//! Health Monitor (C4): polls the Router Client at a configured interval,
//! runs a circuit breaker with jittered exponential backoff, and persists
//! its last-known status so a restart re-enters `DEGRADED` rather than an
//! optimistic `HEALTHY` (§4.4).

mod types;

pub use types::{HealthMetrics, HealthState, HealthStatus};

use std::path::PathBuf;
use std::sync::atomic::{AtomicBool, AtomicU32, Ordering};
use std::sync::Arc;
use std::time::Duration;

use rand::Rng;
use tokio::sync::RwLock;
use tokio_util::sync::CancellationToken;
use tracing::{debug, info, warn};

use crate::error::{AppError, Result};
use crate::events::{DomainEvent, EventBus};
use crate::router::RouterClient;

pub struct HealthMonitorConfig {
    pub health_check_interval: Duration,
    pub failure_threshold: u32,
    pub recovery_threshold: u32,
    pub circuit_breaker_timeout: Duration,
    pub backoff_multiplier: f64,
    pub backoff_jitter_low: f64,
    pub backoff_jitter_high: f64,
    pub max_backoff: Duration,
    pub state_file: Option<PathBuf>,
}

struct Inner {
    state: HealthState,
    consecutive_failures: u32,
    recovery_confirmations: u32,
    last_success_time: Option<chrono::DateTime<chrono::Utc>>,
    circuit_open: bool,
    backoff_exponent: u32,
}

pub struct HealthMonitor {
    config: HealthMonitorConfig,
    router: Arc<RouterClient>,
    events: Arc<EventBus>,
    inner: RwLock<Inner>,
    running: AtomicBool,
    total_checks: AtomicU32,
    total_failures: AtomicU32,
}

impl HealthMonitor {
    pub fn new(config: HealthMonitorConfig, router: Arc<RouterClient>, events: Arc<EventBus>) -> Self {
        // §4.4 persistence: a prior failed exit re-enters DEGRADED, not HEALTHY.
        let initial_state = config
            .state_file
            .as_ref()
            .and_then(|p| std::fs::read_to_string(p).ok())
            .and_then(|s| serde_json::from_str::<types::PersistedStatus>(&s).ok())
            .map(|p| p.state)
            .unwrap_or(HealthState::Degraded);

        Self {
            config,
            router,
            events,
            inner: RwLock::new(Inner {
                state: initial_state,
                consecutive_failures: 0,
                recovery_confirmations: 0,
                last_success_time: None,
                circuit_open: false,
                backoff_exponent: 0,
            }),
            running: AtomicBool::new(false),
            total_checks: AtomicU32::new(0),
            total_failures: AtomicU32::new(0),
        }
    }

    pub async fn start(self: &Arc<Self>, cancel: CancellationToken) -> Result<()> {
        if self.running.swap(true, Ordering::SeqCst) {
            return Err(AppError::AlreadyRunning("health monitor".to_string()));
        }

        let this = self.clone();
        tokio::spawn(async move {
            this.run_loop(cancel).await;
            this.running.store(false, Ordering::SeqCst);
        });
        Ok(())
    }

    pub fn stop(&self) -> Result<()> {
        if !self.running.swap(false, Ordering::SeqCst) {
            return Err(AppError::NotRunning("health monitor".to_string()));
        }
        Ok(())
    }

    async fn run_loop(&self, cancel: CancellationToken) {
        let mut ticker = tokio::time::interval(self.config.health_check_interval);
        loop {
            tokio::select! {
                _ = cancel.cancelled() => {
                    info!("health monitor loop stopping");
                    return;
                }
                _ = ticker.tick() => {
                    self.check_once().await;
                }
            }
        }
    }

    async fn check_once(&self) {
        self.total_checks.fetch_add(1, Ordering::Relaxed);

        let circuit_open = self.inner.read().await.circuit_open;
        if circuit_open {
            // Half-open: allow exactly one probe through per backoff window.
            let delay = self.current_backoff().await;
            tokio::time::sleep(delay).await;
        }

        match self.router.get_health().await {
            Ok(h) if h.reachable => self.record_success().await,
            _ => self.record_failure().await,
        }
    }

    async fn current_backoff(&self) -> Duration {
        let exponent = self.inner.read().await.backoff_exponent;
        let base = self.config.circuit_breaker_timeout.as_secs_f64().max(1.0);
        let raw = base * self.config.backoff_multiplier.powi(exponent as i32);
        let capped = raw.min(self.config.max_backoff.as_secs_f64());
        let jitter = {
            let mut rng = rand::thread_rng();
            rng.gen_range(self.config.backoff_jitter_low..=self.config.backoff_jitter_high)
        };
        Duration::from_secs_f64(capped * (1.0 + jitter))
    }

    /// Record a successful probe (§4.4 state machine).
    pub async fn record_success(&self) {
        let mut inner = self.inner.write().await;
        inner.last_success_time = Some(chrono::Utc::now());

        match inner.state {
            HealthState::Healthy => {
                inner.consecutive_failures = 0;
            }
            HealthState::Degraded => {
                inner.consecutive_failures = 0;
                inner.state = HealthState::Healthy;
                inner.backoff_exponent = 0;
                info!("health monitor recovered to HEALTHY");
            }
            HealthState::Unhealthy => {
                inner.recovery_confirmations += 1;
                if inner.recovery_confirmations >= self.config.recovery_threshold {
                    inner.state = HealthState::Healthy;
                    inner.circuit_open = false;
                    inner.consecutive_failures = 0;
                    inner.recovery_confirmations = 0;
                    inner.backoff_exponent = 0;
                    info!("circuit closed, health monitor recovered to HEALTHY");
                    self.events.publish(DomainEvent::RouterHealthChanged {
                        status: "healthy".to_string(),
                        circuit_open: false,
                    });
                }
            }
        }
        drop(inner);
        self.persist_status().await;
    }

    /// Record a failed probe (§4.4 state machine).
    pub async fn record_failure(&self) {
        self.total_failures.fetch_add(1, Ordering::Relaxed);
        let mut inner = self.inner.write().await;
        inner.consecutive_failures += 1;
        inner.recovery_confirmations = 0;

        match inner.state {
            HealthState::Healthy => {
                inner.state = HealthState::Degraded;
                warn!(consecutive_failures = inner.consecutive_failures, "health monitor degraded");
            }
            HealthState::Degraded => {
                if inner.consecutive_failures >= self.config.failure_threshold {
                    inner.state = HealthState::Unhealthy;
                    inner.circuit_open = true;
                    inner.backoff_exponent = 0;
                    warn!("circuit opened, health monitor UNHEALTHY");
                    self.events.publish(DomainEvent::RouterHealthChanged {
                        status: "unhealthy".to_string(),
                        circuit_open: true,
                    });
                }
            }
            HealthState::Unhealthy => {
                inner.backoff_exponent = inner.backoff_exponent.saturating_add(1);
                debug!(exponent = inner.backoff_exponent, "half-open probe failed, re-opening circuit");
            }
        }
        drop(inner);
        self.persist_status().await;
    }

    pub async fn get_status(&self) -> HealthStatus {
        let inner = self.inner.read().await;
        HealthStatus {
            state: inner.state,
            consecutive_failures: inner.consecutive_failures,
            last_success_time: inner.last_success_time,
            circuit_open: inner.circuit_open,
        }
    }

    pub async fn is_healthy(&self) -> bool {
        self.inner.read().await.state == HealthState::Healthy
    }

    pub async fn is_circuit_open(&self) -> bool {
        self.inner.read().await.circuit_open
    }

    pub fn get_metrics(&self) -> HealthMetrics {
        HealthMetrics {
            total_checks: self.total_checks.load(Ordering::Relaxed),
            total_failures: self.total_failures.load(Ordering::Relaxed),
        }
    }

    async fn persist_status(&self) {
        let Some(path) = &self.config.state_file else { return };
        let state = self.inner.read().await.state;
        let persisted = types::PersistedStatus { state };
        if let Ok(json) = serde_json::to_string(&persisted) {
            if let Err(e) = tokio::fs::write(path, json).await {
                warn!(error = %e, "failed to persist health monitor status");
            }
        }
    }
}

#[cfg(test)]
mod tests {
    use super::*;
    use std::time::Duration;

    fn test_config(state_file: Option<PathBuf>) -> HealthMonitorConfig {
        HealthMonitorConfig {
            health_check_interval: Duration::from_millis(50),
            failure_threshold: 3,
            recovery_threshold: 2,
            circuit_breaker_timeout: Duration::from_millis(100),
            backoff_multiplier: 2.0,
            backoff_jitter_low: 0.0,
            backoff_jitter_high: 0.0,
            max_backoff: Duration::from_secs(1),
            state_file,
        }
    }

    fn test_monitor() -> HealthMonitor {
        let router = Arc::new(RouterClient::new("127.0.0.1", 9997, 0, Duration::from_millis(10), Duration::from_millis(50)));
        let events = Arc::new(EventBus::new());
        HealthMonitor::new(test_config(None), router, events)
    }

    #[tokio::test]
    async fn starts_degraded_by_default() {
        let monitor = test_monitor();
        assert_eq!(monitor.get_status().await.state, HealthState::Degraded);
    }

    #[tokio::test]
    async fn failures_below_threshold_stay_degraded() {
        let monitor = test_monitor();
        monitor.record_failure().await;
        assert_eq!(monitor.get_status().await.state, HealthState::Degraded);
        assert!(!monitor.is_circuit_open().await);
    }

    #[tokio::test]
    async fn failure_threshold_opens_circuit() {
        let monitor = test_monitor();
        for _ in 0..3 {
            monitor.record_failure().await;
        }
        assert!(monitor.is_circuit_open().await);
        assert_eq!(monitor.get_status().await.state, HealthState::Unhealthy);
    }

    #[tokio::test]
    async fn recovery_threshold_closes_circuit() {
        let monitor = test_monitor();
        for _ in 0..3 {
            monitor.record_failure().await;
        }
        assert!(monitor.is_circuit_open().await);

        monitor.record_success().await;
        assert!(monitor.is_circuit_open().await, "one success below recovery_threshold keeps circuit open");

        monitor.record_success().await;
        assert!(!monitor.is_circuit_open().await);
        assert_eq!(monitor.get_status().await.consecutive_failures, 0);
    }

    #[tokio::test]
    async fn success_from_healthy_resets_failure_count() {
        let monitor = test_monitor();
        monitor.record_success().await;
        assert!(monitor.is_healthy().await);
    }

    #[tokio::test]
    async fn start_twice_fails() {
        let monitor = Arc::new(test_monitor());
        let cancel = CancellationToken::new();
        monitor.start(cancel.clone()).await.unwrap();
        let result = monitor.start(cancel.clone()).await;
        assert!(matches!(result, Err(AppError::AlreadyRunning(_))));
        cancel.cancel();
    }

    #[tokio::test]
    async fn stop_without_start_fails() {
        let monitor = test_monitor();
        assert!(matches!(monitor.stop(), Err(AppError::NotRunning(_))));
    }

    #[tokio::test]
    async fn status_persists_across_instances() {
        let dir = tempfile::tempdir().unwrap();
        let state_file = dir.path().join("health.json");

        let monitor = HealthMonitor::new(
            test_config(Some(state_file.clone())),
            Arc::new(RouterClient::new("127.0.0.1", 9997, 0, Duration::from_millis(10), Duration::from_millis(50))),
            Arc::new(EventBus::new()),
        );
        monitor.record_success().await;
        assert!(monitor.is_healthy().await);

        let restarted = HealthMonitor::new(
            test_config(Some(state_file)),
            Arc::new(RouterClient::new("127.0.0.1", 9997, 0, Duration::from_millis(10), Duration::from_millis(50))),
            Arc::new(EventBus::new()),
        );
        assert_eq!(restarted.get_status().await.state, HealthState::Healthy);
    }
}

--*--

▶ **Assigned task**
Write out exactly the lines above from the line with "async fn run_loop(&self, cancel: CancellationToken)" through the line with "self.total_checks.fetch_add(1, Ordering::Relaxed);", both of them included, and leave out all other lines.

▶ **The answer**
    async fn run_loop(&self, cancel: CancellationToken) {
        let mut ticker = tokio::time::interval(self.config.health_check_interval);
        loop {
            tokio::select! {
                _ = cancel.cancelled() => {
                    info!("health monitor loop stopping");
                    return;
                }
                _ = ticker.tick() => {
                    self.check_once().await;
                }
            }
        }
    }

    async fn check_once(&self) {
        self.total_checks.fetch_add(1, Ordering::Relaxed);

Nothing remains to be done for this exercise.